While initially only available in the East US region, the offering will become available in the Germany Central, Australia East, France Central, Canada Central, Brazil South, Japan East, UK South, Central US, and South Central US regions throughout 2024. Each deployment will run across two Azure availability zones.

Customers will be able to easily move their Oracle databases to the cloud and take advantage of Azure's infrastructure, tooling, and services.

"Exadata is the most effective platform to run the Oracle Database and this service provides Microsoft Azure users with the best of all possible worlds," said Carl Olofson, research vice president of data management software, IDC. "Clearly, Oracle and Azure have embraced a multi-cloud strategy for the ultimate benefit of their mutual customers."

Karan Batta, senior vice president of Oracle Cloud Infrastructure, said: "Oracle and Microsoft are making it simpler for customers to accelerate their data center exits and migrate their on-premises Oracle estate to the cloud.

"Together with Microsoft, we're eliminating some of the biggest challenges our customers face using best-of-breed technologies and adopting multi-cloud architectures."

In 2019, the two companies launched an integration enabling customers to run computing jobs across both clouds, which necessitated direct fiber links between their data centers.

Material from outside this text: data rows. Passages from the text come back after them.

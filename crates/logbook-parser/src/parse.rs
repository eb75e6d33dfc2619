use logbook_core::{project_key_from_cwd, project_key_from_dir, signature_of};
use logbook_types::{Details, ResumeInfo, ResumeMode, Summary, truncate};
use std::fs::File;
use std::io::{BufRead, BufReader};
use std::path::Path;

use crate::Result;
use crate::classify::{LineRecord, classify_line};
use crate::filename::parse_log_file_name;
use crate::fold::FoldState;
use crate::schema::{LegacyHeader, TypedRecord};
use crate::time::parse_timestamp_ms;

const TITLE_MAX_CHARS: usize = 80;

/// Tuning knobs for the cheap Summary pass.
#[derive(Debug, Clone)]
pub struct ParseOptions {
    /// How much of the file prefix the Summary pass reads.
    pub summary_prefix_bytes: usize,
    /// Cap on the tier-3 streaming scan for a working directory.
    pub cwd_scan_limit_bytes: usize,
}

impl Default for ParseOptions {
    fn default() -> Self {
        Self {
            summary_prefix_bytes: 128 * 1024,
            cwd_scan_limit_bytes: 4 * 1024 * 1024,
        }
    }
}

/// Identity extracted from the file's first record.
struct HeaderInfo {
    id: Option<String>,
    raw_timestamp: Option<String>,
    resume: ResumeInfo,
}

/// Full strict parse: every line classified and folded into the normalized
/// message list. Unparsable lines are counted, never fatal.
pub fn parse_details(path: &Path) -> Result<Details> {
    let file = File::open(path)?;
    let mut reader = BufReader::new(file);
    let mut state = FoldState::new(true);
    let mut header: Option<HeaderInfo> = None;
    let mut first = true;

    let mut buf = Vec::new();
    loop {
        buf.clear();
        let n = reader.read_until(b'\n', &mut buf)?;
        if n == 0 {
            break;
        }
        let line = String::from_utf8_lossy(&buf);
        let trimmed = line.trim();
        if trimmed.is_empty() {
            continue;
        }

        let record = classify_line(trimmed);
        if first {
            first = false;
            match take_header(&mut state, record, trimmed) {
                Ok(info) => header = Some(info),
                Err(record) => state.fold(record, trimmed),
            }
        } else {
            state.fold(record, trimmed);
        }
    }

    Ok(finalize(path, state, header))
}

/// Cheap partial parse limited to a prefix of the file, plus the bounded
/// tier-3 scan when the prefix did not yield a working directory.
pub fn parse_summary(path: &Path, options: &ParseOptions) -> Result<Summary> {
    let file = File::open(path)?;
    let mut reader = BufReader::new(file);
    let mut state = FoldState::new(false);
    let mut header: Option<HeaderInfo> = None;
    let mut first = true;

    let mut consumed = 0usize;
    let mut buf = Vec::new();
    while consumed < options.summary_prefix_bytes {
        buf.clear();
        let n = reader.read_until(b'\n', &mut buf)?;
        if n == 0 {
            break;
        }
        consumed += n;
        if consumed > options.summary_prefix_bytes && buf.last() != Some(&b'\n') {
            // Partial line at the budget edge; leave it to the tier-3 scan.
            break;
        }

        let line = String::from_utf8_lossy(&buf);
        let trimmed = line.trim();
        if trimmed.is_empty() {
            continue;
        }

        let record = classify_line(trimmed);
        if first {
            first = false;
            match take_header(&mut state, record, trimmed) {
                Ok(info) => header = Some(info),
                Err(record) => state.fold(record, trimmed),
            }
        } else {
            state.fold(record, trimmed);
        }
    }

    if !state.has_cwd() {
        let mut scanned = 0usize;
        while scanned < options.cwd_scan_limit_bytes {
            buf.clear();
            let n = reader.read_until(b'\n', &mut buf)?;
            if n == 0 {
                break;
            }
            scanned += n;
            let line = String::from_utf8_lossy(&buf);
            state.absorb_text_for_cwd(&line);
            if state.has_cwd() {
                break;
            }
        }
    }

    let details = finalize(path, state, header);
    Ok(details.to_summary(path.to_path_buf()))
}

/// Consume line 0 when it is a header (typed envelope or bare legacy pair);
/// hand the record back otherwise so it folds like any other line.
fn take_header(
    state: &mut FoldState,
    record: LineRecord,
    raw_line: &str,
) -> std::result::Result<HeaderInfo, LineRecord> {
    match record {
        LineRecord::Typed(boxed) => match *boxed {
            TypedRecord::SessionMeta(meta) => {
                state.add_shell_hint(raw_line);
                if let Some(cwd) = &meta.payload.cwd {
                    state.note_structured_cwd(cwd);
                }
                if let Some(shell) = &meta.payload.shell {
                    state.note_shell_field(shell);
                }
                if let Some(instructions) = &meta.payload.instructions {
                    state.push_header_instructions(instructions);
                }
                Ok(HeaderInfo {
                    id: meta.payload.id.clone(),
                    raw_timestamp: meta.payload.timestamp.or(meta.timestamp),
                    resume: ResumeInfo {
                        mode: ResumeMode::Modern,
                        id: meta.payload.id,
                    },
                })
            }
            other => Err(LineRecord::Typed(Box::new(other))),
        },
        LineRecord::HeaderLike(value) => {
            match serde_json::from_value::<LegacyHeader>(value.clone()) {
                Ok(legacy) => {
                    state.add_shell_hint(raw_line);
                    if let Some(cwd) = &legacy.cwd {
                        state.note_structured_cwd(cwd);
                    }
                    if let Some(shell) = &legacy.shell {
                        state.note_shell_field(shell);
                    }
                    if let Some(instructions) = &legacy.instructions {
                        state.push_header_instructions(instructions);
                    }
                    Ok(HeaderInfo {
                        id: Some(legacy.id.clone()),
                        raw_timestamp: legacy.timestamp,
                        resume: ResumeInfo {
                            mode: ResumeMode::Legacy,
                            id: Some(legacy.id),
                        },
                    })
                }
                Err(_) => Err(LineRecord::HeaderLike(value)),
            }
        }
        other => Err(other),
    }
}

fn finalize(path: &Path, state: FoldState, header: Option<HeaderInfo>) -> Details {
    let file_name = parse_log_file_name(path);

    let id = header
        .as_ref()
        .and_then(|h| h.id.clone())
        .or_else(|| file_name.as_ref().map(|f| f.id.clone()))
        .unwrap_or_else(|| {
            path.file_stem()
                .map(|stem| stem.to_string_lossy().into_owned())
                .unwrap_or_else(|| path.to_string_lossy().into_owned())
        });

    let raw_timestamp = header.as_ref().and_then(|h| h.raw_timestamp.clone());
    let timestamp_ms = raw_timestamp
        .as_deref()
        .and_then(parse_timestamp_ms)
        .or_else(|| file_name.as_ref().and_then(|f| f.timestamp_ms))
        .or_else(|| {
            signature_of(path)
                .ok()
                .flatten()
                .map(|sig| sig.mtime_ms)
        })
        .unwrap_or(0);

    let resume = header
        .map(|h| h.resume)
        .unwrap_or_else(ResumeInfo::unknown);

    let working_dir = state.resolved_cwd();
    let project_key = working_dir
        .as_deref()
        .map(project_key_from_cwd)
        .unwrap_or_else(|| project_key_from_dir(path));

    let shell_kind = state.shell();
    let preview = state.preview.clone();
    let title = preview
        .as_deref()
        .map(|p| truncate(p, TITLE_MAX_CHARS))
        .unwrap_or_else(|| id.clone());

    Details {
        id,
        title,
        timestamp_ms,
        messages: state.messages,
        skipped_line_count: state.skipped,
        raw_timestamp_text: raw_timestamp,
        working_dir,
        project_key,
        preview,
        resume,
        shell_kind,
    }
}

In 2022, Oracle software was made available in the Azure Portal.

In November 2023, Oracle Cloud and Microsoft signed a multi-year agreement that will see Microsoft using Oracle Cloud Infrastructure for AI inferencing for its Bing search service.

During Oracle's Q2 2024 earnings call this week, CTO Larry Ellison shared that the company is expanding 66 of its existing cloud data centers, and building 100 new cloud facilities. This same announcement saw Ellison state that Oracle would be launching in 20 Microsoft data centers in the coming months, totaling more than 2,000 servers.